Да, Алибала помнил Степана Галушку. Ефрейтор Степан Галушка тоже был смуглый, как Дадаш, высокий и чернобровый, носил пышные усы,- однажды Алибала даже в шутку сказал: ты, мол, ефрейтор, очень похож на наших, спроси у матери, отец твой случайно не из наших краев?
"Как это мне в голову не пришло, что именно Степан дал мне свою кровь?" Если верить Дадашу... А почему не верить? Дадаш честный человек. Что ему стоило подтвердить, что да, это он, Дадаш, дал свою кровь и тем спас его, Алибалу? Прошло столько лет... Вряд ли жив Степан. А если и жив, кто докажет, что именно он дал кровь Алибале? Но Дадаш не хочет брать себе чужие заслуги...
- Так ты говоришь, мне влили кровь Степана Галушки?
- Можешь не сомневаться. Конечно, если б группа моей крови подошла, я тоже с удовольствием дал бы тебе свою кровь. Но кровь дал Галушка, ты должен это знать.

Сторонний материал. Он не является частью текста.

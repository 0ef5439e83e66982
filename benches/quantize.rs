//! Benchmarks for quantization and indexed encoding.

use criterion::{black_box, criterion_group, criterion_main, BenchmarkId, Criterion, Throughput};

use palettize::gif::GifEncoderAdapter;
use palettize::png::{PngIndexedEncoder, PngOptions};
use palettize::quantize::{
    DistanceMetric, FastQuantizer, MedianCutQuantizer, QuantizationConfig, Quantizer,
};
use palettize::RasterBuffer;

/// Generate a test image with gradient pattern.
fn generate_test_image(width: u32, height: u32) -> RasterBuffer {
    let mut pixels = Vec::with_capacity((width * height * 4) as usize);
    for y in 0..height {
        for x in 0..width {
            let r = ((x * 255) / width) as u8;
            let g = ((y * 255) / height) as u8;
            let b = (((x + y) * 127) / (width + height)) as u8;
            pixels.extend_from_slice(&[r, g, b, 255]);
        }
    }
    RasterBuffer::new(width, height, pixels).unwrap()
}

/// Generate a test image with random-ish pattern (worst case for backoff).
fn generate_noisy_image(width: u32, height: u32) -> RasterBuffer {
    let mut pixels = Vec::with_capacity((width * height * 4) as usize);
    let mut seed = 12345u32;
    for _ in 0..(width * height) {
        // Simple LCG for deterministic "random" values
        seed = seed.wrapping_mul(1103515245).wrapping_add(12345);
        let r = (seed >> 16) as u8;
        seed = seed.wrapping_mul(1103515245).wrapping_add(12345);
        let g = (seed >> 16) as u8;
        seed = seed.wrapping_mul(1103515245).wrapping_add(12345);
        let b = (seed >> 16) as u8;
        pixels.extend_from_slice(&[r, g, b, 255]);
    }
    RasterBuffer::new(width, height, pixels).unwrap()
}

fn quantize_benchmark(c: &mut Criterion) {
    let mut group = c.benchmark_group("Quantize");

    for size in [64u32, 256, 512] {
        let gradient = generate_test_image(size, size);
        let noisy = generate_noisy_image(size, size);
        group.throughput(Throughput::Bytes(size as u64 * size as u64 * 4));

        for (name, image) in [("gradient", &gradient), ("noisy", &noisy)] {
            let mut fast = FastQuantizer::new(QuantizationConfig::default());
            group.bench_with_input(
                BenchmarkId::new(format!("fast/{name}"), format!("{size}x{size}")),
                image,
                |b, image| b.iter(|| fast.quantize(black_box(image)).unwrap()),
            );

            let mut dithered = FastQuantizer::new(QuantizationConfig::crushed(32));
            group.bench_with_input(
                BenchmarkId::new(format!("fast-dither/{name}"), format!("{size}x{size}")),
                image,
                |b, image| b.iter(|| dithered.quantize(black_box(image)).unwrap()),
            );

            let mut median = MedianCutQuantizer::new(256, DistanceMetric::Rgba);
            group.bench_with_input(
                BenchmarkId::new(format!("median-cut/{name}"), format!("{size}x{size}")),
                image,
                |b, image| b.iter(|| median.quantize(black_box(image)).unwrap()),
            );
        }
    }

    group.finish();
}

fn encode_benchmark(c: &mut Criterion) {
    let mut group = c.benchmark_group("Indexed Encoding");

    for size in [64u32, 256, 512] {
        let image = FastQuantizer::new(QuantizationConfig::default())
            .quantize(&generate_test_image(size, size))
            .unwrap();
        group.throughput(Throughput::Bytes(size as u64 * size as u64));

        for level in [1u8, 6, 9] {
            let encoder = PngIndexedEncoder::new(PngOptions {
                compression_level: level,
            });
            let mut buf = Vec::new();
            group.bench_with_input(
                BenchmarkId::new(format!("png/level{level}"), format!("{size}x{size}")),
                &image,
                |b, image| {
                    b.iter(|| {
                        encoder
                            .encode_indexed_into(
                                &mut buf,
                                black_box(image.indices()),
                                image.width(),
                                image.height(),
                                image.palette(),
                                false,
                            )
                            .unwrap()
                    })
                },
            );
        }

        let gif = GifEncoderAdapter::new();
        group.bench_with_input(
            BenchmarkId::new("gif", format!("{size}x{size}")),
            &image,
            |b, image| b.iter(|| gif.encode_indexed(black_box(image), false).unwrap()),
        );
    }

    group.finish();
}

criterion_group!(benches, quantize_benchmark, encode_benchmark);
criterion_main!(benches);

В представлении Алибалы откровенное признание Дадаша было таким же благородством, как если бы он тогда дал ему свою кровь или заслонил его от пули.
- Большое спасибо тебе за правду, Дадаш. Но знай, все равно я тебе благодарен. Тащили меня в медсанбат, навещали, готовы были на все. Наконец, мы вместе ходили в бой, а это превыше всего.
- Ты прав,- сказал Дадаш.
Алибала видел немало людей, которые без всяких угрызений совести приписывают себе добрые дела других, иные и прославились за чужой счет. Но фронтовиков в этой категории, пожалуй, не встретить... Во всяком случае, Дадаш не из таких...
Тишину, воцарившуюся в купе, нарушил хрип поездного радио. Передавали арии из азербайджанских опер в исполнении Фидан Касимовой. Лица Алибалы и Дадаша повеселели: так кстати был этот концерт!
Алибала откинулся к стене и задумчиво, с тоской но минувшим дням, сказал:
- Да, такие дела, дорогой Дадаш. Какими мы были в то время! Ничего не болело, никакая хворь не брала. Какие трудности и беды перенесли... А теперь зуб разболится - мы на стенку лезем.
- Да, тогда мы были очень выносливыми. Беспокоились не о себе, а друг о друге. Особая это штука - окопная дружба.
- Нет дружбы крепче фронтовой. Окопные друзья - друзья навек, и они никогда не должны забывать друг друга.
- Тогда, на фронте, делали друг для друга доброго ничего не ждали в ответ за это. А теперь все делается по принципу: я - тебе, ты - мне, иначе ни одно дело не пойдет.
Садых появился на пороге купе.
- Садых, ты поработал, хватит, отдохни немного, остальные дела я доделаю,сказал Алибала.
Садых взял полотенце, висевшее возле окна, и сказал:
- Беседуйте, Алибала-даи, я не устал; сейчас стаканы перетру, приборку сделаю, и все.
- Ну хорошо, Садых, спасибо... Мы еще поговорим.
Долго сидели фронтовые друзья, почти до полуночи Пассажиры разошлись по купе, коридор опустел, все в вагоне затихло. Обычно в это время один из проводников ложился спать, а другой оставался дежурить. Алибала, спохватившись, сказал:
- Заговорились мы.- Он поднялся, указал Дадаш v на нижнюю полку.- Ложись и спи, а я пойду дежурить Никто тебя не потревожит: ты мой друг, едешь со мной на моем месте.
- Не беспокойся, Алибала. Закончишь дела - и ложись спать. А мне спать пока не хочется, под утро, если будет возможность, вздремну.
И Дадаш вышел в коридор. Алибала достал комплект свежего белья, застелил постель, потом взял друга за локоть и ласково сказал:
- Иди ложись! Приятных снов!
III
Была середина ночи. Окна вагона были открыты с вечера, и в коридоре гулял ветер.